### [Problem]
Your answer should be one number: the count of lines below that contain "chars".

══════════

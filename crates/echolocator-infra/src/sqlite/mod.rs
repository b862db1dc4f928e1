//! SQLite storage layer.
//!
//! The durable item log behind the in-memory store, with WAL mode and split
//! read/write connection pools.

pub mod item;
pub mod pool;
//! Item repository trait definition.

use echolocator_types::error::RepositoryError;
use echolocator_types::item::Item;

/// Durable backing log for the in-memory item store.
///
/// The store is the source of truth at runtime; the repository only has to
/// replay every appended item on start-up and persist each new one. Items
/// are append-only, so there is no update or delete.
///
/// Uses native async fn in traits (Rust 2024 edition, no async_trait macro).
pub trait ItemRepository: Send + Sync {
    /// Load every persisted item, in any order.
    fn load_all(
        &self,
    ) -> impl std::future::Future<Output = Result<Vec<Item>, RepositoryError>> + Send;

    /// Persist one fully-formed item. Must be atomic: either the whole
    /// record is durable or none of it is.
    fn append(
        &self,
        item: &Item,
    ) -> impl std::future::Future<Output = Result<(), RepositoryError>> + Send;
}
//! Asset store trait.
//!
//! Defines the interface for persisting uploaded images.
//! Implementations live in echolocator-infra.

use echolocator_types::error::AssetError;
use echolocator_types::item::ImageContentType;

/// Trait for raw image persistence.
///
/// Uses RPITIT (native async fn in traits, Rust 2024 edition).
pub trait AssetStore: Send + Sync {
    /// Persist `bytes` and return an opaque reference. `name_hint` is a
    /// sanitized, human-readable stem the store may fold into the reference.
    fn put(
        &self,
        name_hint: &str,
        content_type: ImageContentType,
        bytes: &[u8],
    ) -> impl std::future::Future<Output = Result<String, AssetError>> + Send;

    /// Remove a previously stored asset. Removing a missing asset is not an error.
    fn remove(
        &self,
        image_ref: &str,
    ) -> impl std::future::Future<Output = Result<(), AssetError>> + Send;

    /// List every stored reference. Used by the orphan sweep.
    fn list(&self) -> impl std::future::Future<Output = Result<Vec<String>, AssetError>> + Send;
}
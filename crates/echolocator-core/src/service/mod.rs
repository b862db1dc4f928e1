//! Business logic services (use cases).
//!
//! Services orchestrate the engine components behind the external
//! boundary. They depend on traits (ports) -- never on concrete
//! infrastructure implementations.

pub mod gateway;
pub mod hash;
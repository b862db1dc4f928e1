//! Shared domain types for Echo-Locator.
//!
//! This crate contains the domain types used across the engine: items and
//! their boundary views, search and stats payloads, configuration, and the
//! error taxonomy.
//!
//! Zero infrastructure dependencies -- only serde, chrono, thiserror.

pub mod config;
pub mod error;
pub mod item;
pub mod search;
pub mod stats;
//! Exact linear-scan similarity index.

use std::cmp::Ordering;
use std::sync::Arc;

use echolocator_types::error::EngineError;
use echolocator_types::item::ScoredItem;
use echolocator_types::search::{SimilarityMapping, SimilarityQuery};

use super::SimilarityIndex;
use crate::store::{ItemStore, StoreSnapshot};

/// Scans every item of a store snapshot and ranks by mapped cosine similarity.
#[derive(Debug, Clone)]
pub struct LinearScanIndex {
    store: Arc<ItemStore>,
    mapping: SimilarityMapping,
}

impl LinearScanIndex {
    pub fn new(store: Arc<ItemStore>, mapping: SimilarityMapping) -> Self {
        Self { store, mapping }
    }

    pub fn mapping(&self) -> SimilarityMapping {
        self.mapping
    }

    /// Run `query` against an already-acquired snapshot.
    pub fn search_snapshot(
        &self,
        snapshot: &StoreSnapshot,
        query: &SimilarityQuery<'_>,
    ) -> Result<Vec<ScoredItem>, EngineError> {
        self.validate(query)?;

        let location = query.location.map(str::trim);
        let query_norm = squared_norm(query.vector);

        let mut hits: Vec<ScoredItem> = snapshot
            .iter()
            .filter(|item| location.is_none_or(|loc| same_location(&item.location, loc)))
            .filter_map(|item| {
                let cosine = cosine_with_norm(query.vector, query_norm, &item.embedding);
                let similarity = self.mapping.apply(cosine);
                (similarity >= query.threshold).then(|| ScoredItem {
                    item: Arc::clone(item),
                    similarity,
                })
            })
            .collect();

        if hits.len() > query.top_k {
            hits.select_nth_unstable_by(query.top_k - 1, rank_order);
            hits.truncate(query.top_k);
        }
        hits.sort_unstable_by(rank_order);

        tracing::debug!(
            candidates = snapshot.len(),
            returned = hits.len(),
            threshold = query.threshold,
            top_k = query.top_k,
            "similarity scan complete"
        );
        Ok(hits)
    }

    fn validate(&self, query: &SimilarityQuery<'_>) -> Result<(), EngineError> {
        if query.top_k == 0 {
            return Err(EngineError::validation("top_k must be at least 1"));
        }
        if !(0.0..=1.0).contains(&query.threshold) {
            return Err(EngineError::validation(format!(
                "threshold must be within [0, 1], got {}",
                query.threshold
            )));
        }
        let dimension = self.store.dimension();
        if query.vector.len() != dimension {
            return Err(EngineError::validation(format!(
                "query vector has {} dimensions, expected {dimension}",
                query.vector.len()
            )));
        }
        if query.vector.iter().any(|v| !v.is_finite()) || squared_norm(query.vector) == 0.0 {
            return Err(EngineError::validation("query vector must be finite and non-zero"));
        }
        Ok(())
    }
}

impl SimilarityIndex for LinearScanIndex {
    fn search(&self, query: &SimilarityQuery<'_>) -> Result<Vec<ScoredItem>, EngineError> {
        let snapshot = self.store.snapshot();
        self.search_snapshot(&snapshot, query)
    }
}

/// Highest similarity first; newer items first on ties, then higher ids.
fn rank_order(a: &ScoredItem, b: &ScoredItem) -> Ordering {
    b.similarity
        .total_cmp(&a.similarity)
        .then_with(|| b.item.created_at.cmp(&a.item.created_at))
        .then_with(|| b.item.id.cmp(&a.item.id))
}

/// Trimmed, Unicode case-insensitive equality.
fn same_location(stored: &str, wanted: &str) -> bool {
    stored
        .trim()
        .chars()
        .flat_map(char::to_lowercase)
        .eq(wanted.chars().flat_map(char::to_lowercase))
}

fn squared_norm(v: &[f32]) -> f64 {
    v.iter().map(|x| f64::from(*x) * f64::from(*x)).sum()
}

/// Cosine similarity accumulated in f64. Identical vectors score exactly 1.
pub fn cosine_similarity(a: &[f32], b: &[f32]) -> f32 {
    cosine_with_norm(a, squared_norm(a), b)
}

fn cosine_with_norm(a: &[f32], a_norm: f64, b: &[f32]) -> f32 {
    let b_norm = squared_norm(b);
    if a_norm == 0.0 || b_norm == 0.0 {
        return 0.0;
    }
    let dot: f64 = a
        .iter()
        .zip(b)
        .map(|(x, y)| f64::from(*x) * f64::from(*y))
        .sum();
    (dot / (a_norm * b_norm).sqrt()).clamp(-1.0, 1.0) as f32
}
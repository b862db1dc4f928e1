//! ContentHasher trait for computing content fingerprints.
//!
//! Defined in echolocator-core so the ingestion pipeline can fingerprint
//! uploads without coupling to a specific hashing algorithm. The
//! `Sha256ContentHasher` adapter lives in echolocator-infra.

/// Abstraction over content hashing for duplicate detection.
pub trait ContentHasher: Send + Sync {
    /// Compute a hex-encoded hash of the given bytes.
    fn compute_hash(&self, content: &[u8]) -> String;
}
//! Corpus statistics and maintenance commands.

use anyhow::Result;
use console::style;
use indicatif::{ProgressBar, ProgressStyle};

use crate::cli::item::format_relative_time;
use crate::state::AppState;

/// Display the stats dashboard.
pub async fn stats(state: &AppState, json: bool) -> Result<()> {
    let stats = state.gateway.stats();

    if json {
        println!("{}", serde_json::to_string_pretty(&stats)?);
        return Ok(());
    }

    println!();
    println!(
        "  {} {} v{}",
        style("⚡").bold(),
        style(&state.config.api_title).bold(),
        state.config.api_version
    );
    println!();
    println!("  {}  {}", style("Items:").bold(), stats.total_items);
    println!("  {}  {}", style("Locations:").bold(), stats.unique_locations);
    println!(
        "  {}  {}",
        style("Last 7 days:").bold(),
        stats.items_last_7_days
    );
    println!(
        "  {}  {}",
        style("Last upload:").bold(),
        stats
            .last_uploaded_at
            .as_ref()
            .map(format_relative_time)
            .unwrap_or_else(|| "never".to_string())
    );
    println!(
        "  {}  {}",
        style("Data dir:").bold(),
        style(state.data_dir.display()).dim()
    );

    if !stats.top_locations.is_empty() {
        println!();
        println!("  {}", style("Top locations").bold());
        for entry in &stats.top_locations {
            println!(
                "    {} {} {}",
                style("•").dim(),
                entry.location,
                style(format!("({})", entry.count)).dim()
            );
        }
    }
    println!();
    Ok(())
}

/// Remove unreferenced images from the upload directory.
pub async fn reconcile(state: &AppState, json: bool) -> Result<()> {
    let spinner = (!json).then(|| {
        let spinner = ProgressBar::new_spinner();
        if let Ok(spinner_style) = ProgressStyle::default_spinner().template("{spinner:.cyan} {msg}")
        {
            spinner.set_style(spinner_style);
        }
        spinner.set_message("Scanning stored images...");
        spinner.enable_steady_tick(std::time::Duration::from_millis(80));
        spinner
    });

    let result = state.gateway.reconcile_assets().await;
    if let Some(spinner) = spinner {
        spinner.finish_and_clear();
    }
    let removed = result?;

    if json {
        println!("{}", serde_json::json!({ "removed": removed }));
        return Ok(());
    }

    println!();
    println!(
        "  {} Removed {} orphaned image{} from {}",
        style("✓").green().bold(),
        style(removed).bold(),
        if removed == 1 { "" } else { "s" },
        style(state.upload_dir.display()).dim()
    );
    println!();
    Ok(())
}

══════════

### [Result for this exercise]
2